There are some companies that run across multiple tenants, in which case this is a great level of granular functionality you can add. You’re allowed up to 50 rules and they’re only active when Power Platform tenant isolation is switched on. You can refer to Microsoft’s documentation on inbound & outbound rules for more information.
You may be implementing Power Platform tenant isolation after makers have created cross-tenant connections.
In term of Power Apps, it’s not hugely obvious to users of an app. Remember the app I referenced earlier? I played it after switching tenant isolation on. The information from tenant 2 is no longer visible, but no warning or information as to why:
You get a bit more insight when editing the app, though you can’t scroll through the tooltip. I know this is hinting at tenant isolation but others may not. This is why communication is HUGELY important when making these kind of tenant-wide changes:
As for flows, any affected will fail upon next trigger. If you don’t have any good error handling or not checking regularly, again it may go undetected without prior comms:
Clicking on the failed flow presents an error you can scroll through, which is nice.

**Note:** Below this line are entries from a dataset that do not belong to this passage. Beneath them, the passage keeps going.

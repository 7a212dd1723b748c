use std::sync::Arc;

use reqwest::StatusCode;
use serde_json::{json, Value};

use storewatch_api::app::{build_app, services::{self, AppServices}};
use storewatch_core::{ArtifactLocation, BaseUrl, ReportId};
use storewatch_infra::jobs::testing::{RecordingQueue, RejectingQueue};
use storewatch_infra::jobs::{InMemoryReportStore, ReportQueue, ReportStore};

struct TestServer {
    base_url: String,
    handle: tokio::task::JoinHandle<()>,
}

impl TestServer {
    async fn spawn(services: AppServices) -> Self {
        // Same router as prod, bound to an ephemeral port.
        let app = build_app(services);
        let listener = tokio::net::TcpListener::bind("127.0.0.1:0")
            .await
            .expect("failed to bind ephemeral port");
        let addr = listener.local_addr().unwrap();
        let base_url = format!("http://{}", addr);

        let handle = tokio::spawn(async move {
            axum::serve(listener, app).await.unwrap();
        });

        Self { base_url, handle }
    }

    fn url(&self, path: &str) -> String {
        format!("{}{}", self.base_url, path)
    }
}

impl Drop for TestServer {
    fn drop(&mut self) {
        self.handle.abort();
    }
}

fn services_with(store: Arc<InMemoryReportStore>, queue: Arc<dyn ReportQueue>) -> AppServices {
    AppServices::new(store, queue, None)
}

async fn get_report(client: &reqwest::Client, server: &TestServer, body: Value) -> (StatusCode, Value) {
    let res = client
        .post(server.url("/get_report"))
        .json(&body)
        .send()
        .await
        .unwrap();
    let status = res.status();
    (status, res.json().await.unwrap())
}

#[tokio::test]
async fn health_is_ok() {
    let server = TestServer::spawn(services_with(
        InMemoryReportStore::arc(),
        Arc::new(RecordingQueue::new()),
    ))
    .await;

    let res = reqwest::get(server.url("/health")).await.unwrap();
    assert_eq!(res.status(), StatusCode::OK);
}

#[tokio::test]
async fn trigger_then_status_is_running() {
    let store = InMemoryReportStore::arc();
    let queue = Arc::new(RecordingQueue::new());
    let server = TestServer::spawn(services_with(store.clone(), queue.clone())).await;
    let client = reqwest::Client::new();

    let res = client.get(server.url("/trigger_report")).send().await.unwrap();
    assert_eq!(res.status(), StatusCode::OK);
    let body: Value = res.json().await.unwrap();
    let id = body["report_id"].as_str().unwrap().to_string();
    assert!(id.parse::<ReportId>().is_ok());
    assert_eq!(queue.accepted().len(), 1);

    let (status, body) = get_report(&client, &server, json!({ "report_id": id })).await;
    assert_eq!(status, StatusCode::OK);
    assert_eq!(body, json!({ "status": "Running" }));
}

#[tokio::test]
async fn trigger_accepts_post() {
    let server = TestServer::spawn(services_with(
        InMemoryReportStore::arc(),
        Arc::new(RecordingQueue::new()),
    ))
    .await;

    let res = reqwest::Client::new()
        .post(server.url("/trigger_report"))
        .send()
        .await
        .unwrap();
    assert_eq!(res.status(), StatusCode::OK);
}

#[tokio::test]
async fn rejected_dispatch_returns_500_and_leaves_no_record() {
    let store = InMemoryReportStore::arc();
    let server = TestServer::spawn(services_with(
        store.clone(),
        Arc::new(RejectingQueue::new("Error 111 connecting to localhost:6379. Connection refused.")),
    ))
    .await;

    let res = reqwest::get(server.url("/trigger_report")).await.unwrap();

    assert_eq!(res.status(), StatusCode::INTERNAL_SERVER_ERROR);
    let body: Value = res.json().await.unwrap();
    assert_eq!(
        body,
        json!({ "error": "Error 111 connecting to localhost:6379. Connection refused." })
    );
    assert_eq!(store.count().await.unwrap(), 0);
}

#[tokio::test]
async fn missing_id_is_bad_request() {
    let server = TestServer::spawn(services_with(
        InMemoryReportStore::arc(),
        Arc::new(RecordingQueue::new()),
    ))
    .await;
    let client = reqwest::Client::new();
    let expected = json!({ "error": "No Valid inputs", "input parameter": { "report_id": "" } });

    for body in [json!({}), json!({ "report_id": "" }), json!({ "report_id": null })] {
        let (status, got) = get_report(&client, &server, body).await;
        assert_eq!(status, StatusCode::BAD_REQUEST);
        assert_eq!(got, expected);
    }

    // No body at all.
    let res = client.post(server.url("/get_report")).send().await.unwrap();
    assert_eq!(res.status(), StatusCode::BAD_REQUEST);
    assert_eq!(res.json::<Value>().await.unwrap(), expected);
}

#[tokio::test]
async fn form_encoded_id_is_accepted() {
    let store = InMemoryReportStore::arc();
    let id = store.create().await.unwrap().report_id().to_string();
    let server = TestServer::spawn(services_with(store, Arc::new(RecordingQueue::new()))).await;
    let client = reqwest::Client::new();

    let res = client
        .post(server.url("/get_report"))
        .form(&[("report_id", id.as_str())])
        .send()
        .await
        .unwrap();
    assert_eq!(res.status(), StatusCode::OK);
    assert_eq!(res.json::<Value>().await.unwrap(), json!({ "status": "Running" }));

    let res = client
        .post(server.url("/get_report"))
        .form(&[("report_id", "")])
        .send()
        .await
        .unwrap();
    assert_eq!(res.status(), StatusCode::BAD_REQUEST);
}

#[tokio::test]
async fn duplicate_completion_is_rejected_and_first_result_kept() {
    let store = InMemoryReportStore::arc();
    let id = store.create().await.unwrap().report_id();
    store
        .complete(id, ArtifactLocation::new("/files/first.csv").unwrap())
        .await
        .unwrap();
    assert!(store.fail(id, "redelivered".to_string()).await.is_err());
    let server = TestServer::spawn(services_with(store, Arc::new(RecordingQueue::new()))).await;

    let (status, body) = get_report(
        &reqwest::Client::new(),
        &server,
        json!({ "report_id": id.to_string() }),
    )
    .await;

    assert_eq!(status, StatusCode::OK);
    assert_eq!(body["report"], format!("{}/files/first.csv", server.base_url));
}

#[tokio::test]
async fn malformed_id_is_bad_request() {
    let server = TestServer::spawn(services_with(
        InMemoryReportStore::arc(),
        Arc::new(RecordingQueue::new()),
    ))
    .await;

    let (status, body) = get_report(
        &reqwest::Client::new(),
        &server,
        json!({ "report_id": "not-a-uuid" }),
    )
    .await;

    assert_eq!(status, StatusCode::BAD_REQUEST);
    assert_eq!(body, json!({ "error": "Invalid UUID format provided." }));
}

#[tokio::test]
async fn unknown_id_is_not_found() {
    let server = TestServer::spawn(services_with(
        InMemoryReportStore::arc(),
        Arc::new(RecordingQueue::new()),
    ))
    .await;

    let (status, body) = get_report(
        &reqwest::Client::new(),
        &server,
        json!({ "report_id": ReportId::new().to_string() }),
    )
    .await;

    assert_eq!(status, StatusCode::NOT_FOUND);
    assert_eq!(body, json!({ "detail": "Not found." }));
}

#[tokio::test]
async fn complete_report_url_is_absolute_for_request_host() {
    let store = InMemoryReportStore::arc();
    let id = store.create().await.unwrap().report_id();
    store
        .complete(id, ArtifactLocation::new("/files/r1.csv").unwrap())
        .await
        .unwrap();
    let server = TestServer::spawn(services_with(store, Arc::new(RecordingQueue::new()))).await;

    let (status, body) = get_report(
        &reqwest::Client::new(),
        &server,
        json!({ "report_id": id.to_string() }),
    )
    .await;

    assert_eq!(status, StatusCode::OK);
    assert_eq!(
        body,
        json!({ "status": "Complete", "report": format!("{}/files/r1.csv", server.base_url) })
    );
}

#[tokio::test]
async fn public_base_url_overrides_request_host() {
    let store = InMemoryReportStore::arc();
    let id = store.create().await.unwrap().report_id();
    store
        .complete(id, ArtifactLocation::new("files/r1.csv").unwrap())
        .await
        .unwrap();
    let services = AppServices::new(
        store,
        Arc::new(RecordingQueue::new()),
        Some(BaseUrl::parse("https://reports.example.com/").unwrap()),
    );
    let server = TestServer::spawn(services).await;

    let (_, body) = get_report(
        &reqwest::Client::new(),
        &server,
        json!({ "report_id": id.to_string() }),
    )
    .await;

    assert_eq!(body["report"], "https://reports.example.com/files/r1.csv");
}

#[tokio::test]
async fn failed_report_exposes_error() {
    let store = InMemoryReportStore::arc();
    let id = store.create().await.unwrap().report_id();
    store.fail(id, "builder crashed".to_string()).await.unwrap();
    let server = TestServer::spawn(services_with(store, Arc::new(RecordingQueue::new()))).await;

    let (status, body) = get_report(
        &reqwest::Client::new(),
        &server,
        json!({ "report_id": id.to_string() }),
    )
    .await;

    assert_eq!(status, StatusCode::OK);
    assert_eq!(body, json!({ "status": "Failed", "error": "builder crashed" }));
}

#[tokio::test]
async fn request_id_is_echoed_or_generated() {
    let server = TestServer::spawn(services_with(
        InMemoryReportStore::arc(),
        Arc::new(RecordingQueue::new()),
    ))
    .await;
    let client = reqwest::Client::new();

    let res = client
        .get(server.url("/health"))
        .header("x-request-id", "abc-123")
        .send()
        .await
        .unwrap();
    assert_eq!(res.headers()["x-request-id"], "abc-123");

    let res = client.get(server.url("/health")).send().await.unwrap();
    assert!(res.headers().contains_key("x-request-id"));
}

#[tokio::test]
async fn local_worker_completes_triggered_report() {
    let store = InMemoryReportStore::arc();
    let queue = services::spawn_local_worker(store.clone(), 8);
    let server = TestServer::spawn(services_with(store, queue)).await;
    let client = reqwest::Client::new();

    let body: Value = client
        .get(server.url("/trigger_report"))
        .send()
        .await
        .unwrap()
        .json()
        .await
        .unwrap();
    let id = body["report_id"].as_str().unwrap().to_string();

    // The worker runs in the background; poll briefly until it records completion.
    for _ in 0..50 {
        let (status, body) = get_report(&client, &server, json!({ "report_id": id })).await;
        assert_eq!(status, StatusCode::OK);
        if body["status"] == "Complete" {
            assert_eq!(
                body["report"],
                format!("{}/files/{}.csv", server.base_url, id)
            );
            return;
        }
        tokio::time::sleep(std::time::Duration::from_millis(10)).await;
    }

    panic!("report did not complete within timeout");
}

However, it indicates the account with issue being the one that’s ok (tenant 1 in my example), when in fact we’ve blocked the other connection to tenant 2. It does reference the presence of Power Platform tenant isolation though, and it is working as intended:
Please note, editing the flow doesn’t show any errors until testing the flow.
With Power Platform tenant isolation enabled for tenant 1, no new cross-tenant connections can be made. Sometimes the connection creation is halted and a warning presented. Other times, it looks as though the connection is created but actually appears like this:
I also tried to connect to tenant 1 from tenant 2, in case that bypassed the tenant isolation setting on tenant 1. Computer said no, which is the result we want:
Help is at hand
During the connector review article for this series, I referenced the Power Platform CoE Starter Kit. From an administrative view, I cannot stress enough how important this is to install and keep updated. There’s a lot of utility you can use to help govern, monitor & nurture your Power Platform estate.

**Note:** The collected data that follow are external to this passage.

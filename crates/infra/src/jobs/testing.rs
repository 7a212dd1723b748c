//! Test doubles for the store and queue seams.
//!
//! Compiled for this crate's tests and, through the `testing` feature, for the
//! API crate's black-box tests.

use std::sync::atomic::{AtomicUsize, Ordering};
use std::sync::Mutex;

use async_trait::async_trait;

use storewatch_core::{ReportId, ReportJob, ReportStatus};

use super::queue::{DispatchOutcome, ReportQueue};
use super::store::{ReportStore, StoreError};

/// Queue that refuses every job with the same reason.
#[derive(Debug, Clone)]
pub struct RejectingQueue {
    reason: String,
}

impl RejectingQueue {
    pub fn new(reason: impl Into<String>) -> Self {
        Self {
            reason: reason.into(),
        }
    }
}

#[async_trait]
impl ReportQueue for RejectingQueue {
    async fn enqueue(&self, _id: ReportId) -> DispatchOutcome {
        DispatchOutcome::rejected(self.reason.clone())
    }
}

/// Queue that accepts everything and remembers what it was given.
#[derive(Debug, Default)]
pub struct RecordingQueue {
    accepted: Mutex<Vec<ReportId>>,
}

impl RecordingQueue {
    pub fn new() -> Self {
        Self::default()
    }

    pub fn accepted(&self) -> Vec<ReportId> {
        self.accepted.lock().map(|ids| ids.clone()).unwrap_or_default()
    }
}

#[async_trait]
impl ReportQueue for RecordingQueue {
    async fn enqueue(&self, id: ReportId) -> DispatchOutcome {
        match self.accepted.lock() {
            Ok(mut ids) => {
                ids.push(id);
                DispatchOutcome::Accepted
            }
            Err(_) => DispatchOutcome::rejected("recording queue poisoned"),
        }
    }
}

/// Store wrapper that counts calls per operation.
#[derive(Debug, Default)]
pub struct CountingStore<S> {
    inner: S,
    creates: AtomicUsize,
    gets: AtomicUsize,
    updates: AtomicUsize,
    deletes: AtomicUsize,
}

impl<S: ReportStore> CountingStore<S> {
    pub fn new(inner: S) -> Self {
        Self {
            inner,
            creates: AtomicUsize::new(0),
            gets: AtomicUsize::new(0),
            updates: AtomicUsize::new(0),
            deletes: AtomicUsize::new(0),
        }
    }

    pub fn creates(&self) -> usize {
        self.creates.load(Ordering::SeqCst)
    }

    pub fn gets(&self) -> usize {
        self.gets.load(Ordering::SeqCst)
    }

    pub fn updates(&self) -> usize {
        self.updates.load(Ordering::SeqCst)
    }

    pub fn deletes(&self) -> usize {
        self.deletes.load(Ordering::SeqCst)
    }

    /// Total calls that touched the store (reads and writes).
    pub fn calls(&self) -> usize {
        self.creates() + self.gets() + self.updates() + self.deletes()
    }
}

#[async_trait]
impl<S: ReportStore> ReportStore for CountingStore<S> {
    async fn create(&self) -> Result<ReportJob, StoreError> {
        self.creates.fetch_add(1, Ordering::SeqCst);
        self.inner.create().await
    }

    async fn get(&self, id: ReportId) -> Result<Option<ReportJob>, StoreError> {
        self.gets.fetch_add(1, Ordering::SeqCst);
        self.inner.get(id).await
    }

    async fn update(&self, job: &ReportJob) -> Result<(), StoreError> {
        self.updates.fetch_add(1, Ordering::SeqCst);
        self.inner.update(job).await
    }

    async fn finish(&self, id: ReportId, outcome: ReportStatus) -> Result<ReportJob, StoreError> {
        self.updates.fetch_add(1, Ordering::SeqCst);
        self.inner.finish(id, outcome).await
    }

    async fn delete(&self, id: ReportId) -> Result<(), StoreError> {
        self.deletes.fetch_add(1, Ordering::SeqCst);
        self.inner.delete(id).await
    }

    async fn count(&self) -> Result<usize, StoreError> {
        self.inner.count().await
    }
}

/// Store whose every operation fails, as if the database were down.
#[derive(Debug, Clone)]
pub struct UnavailableStore {
    message: String,
}

impl UnavailableStore {
    pub fn new(message: impl Into<String>) -> Self {
        Self {
            message: message.into(),
        }
    }

    fn err(&self) -> StoreError {
        StoreError::Storage(self.message.clone())
    }
}

#[async_trait]
impl ReportStore for UnavailableStore {
    async fn create(&self) -> Result<ReportJob, StoreError> {
        Err(self.err())
    }

    async fn get(&self, _id: ReportId) -> Result<Option<ReportJob>, StoreError> {
        Err(self.err())
    }

    async fn update(&self, _job: &ReportJob) -> Result<(), StoreError> {
        Err(self.err())
    }

    async fn finish(&self, _id: ReportId, _outcome: ReportStatus) -> Result<ReportJob, StoreError> {
        Err(self.err())
    }

    async fn delete(&self, _id: ReportId) -> Result<(), StoreError> {
        Err(self.err())
    }

    async fn count(&self) -> Result<usize, StoreError> {
        Err(self.err())
    }
}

Once such tool is the Power Platform Governance dashboard. This is a separate Power BI report file from the main CoE dashboard:
This report has many great pieces of analysis, none more so than highlighting cross-tenant connections:
Right clicking on the tile will allow you to access the Connection details drill through report:
This is an essential resource in your planning for turning on Power Platform tenant isolation. Make sure to use this dashboard to assess potential impact and help formulate your communication strategy to affected users.
You can find more information about the CoE Governance dashboard here.
In my recent experience, it feels as though Power Platform tenant isolation is a feature not many are aware of. I hope this article has given some additional spotlight in why it’s an important step towards an overall Power Platform DLP strategy.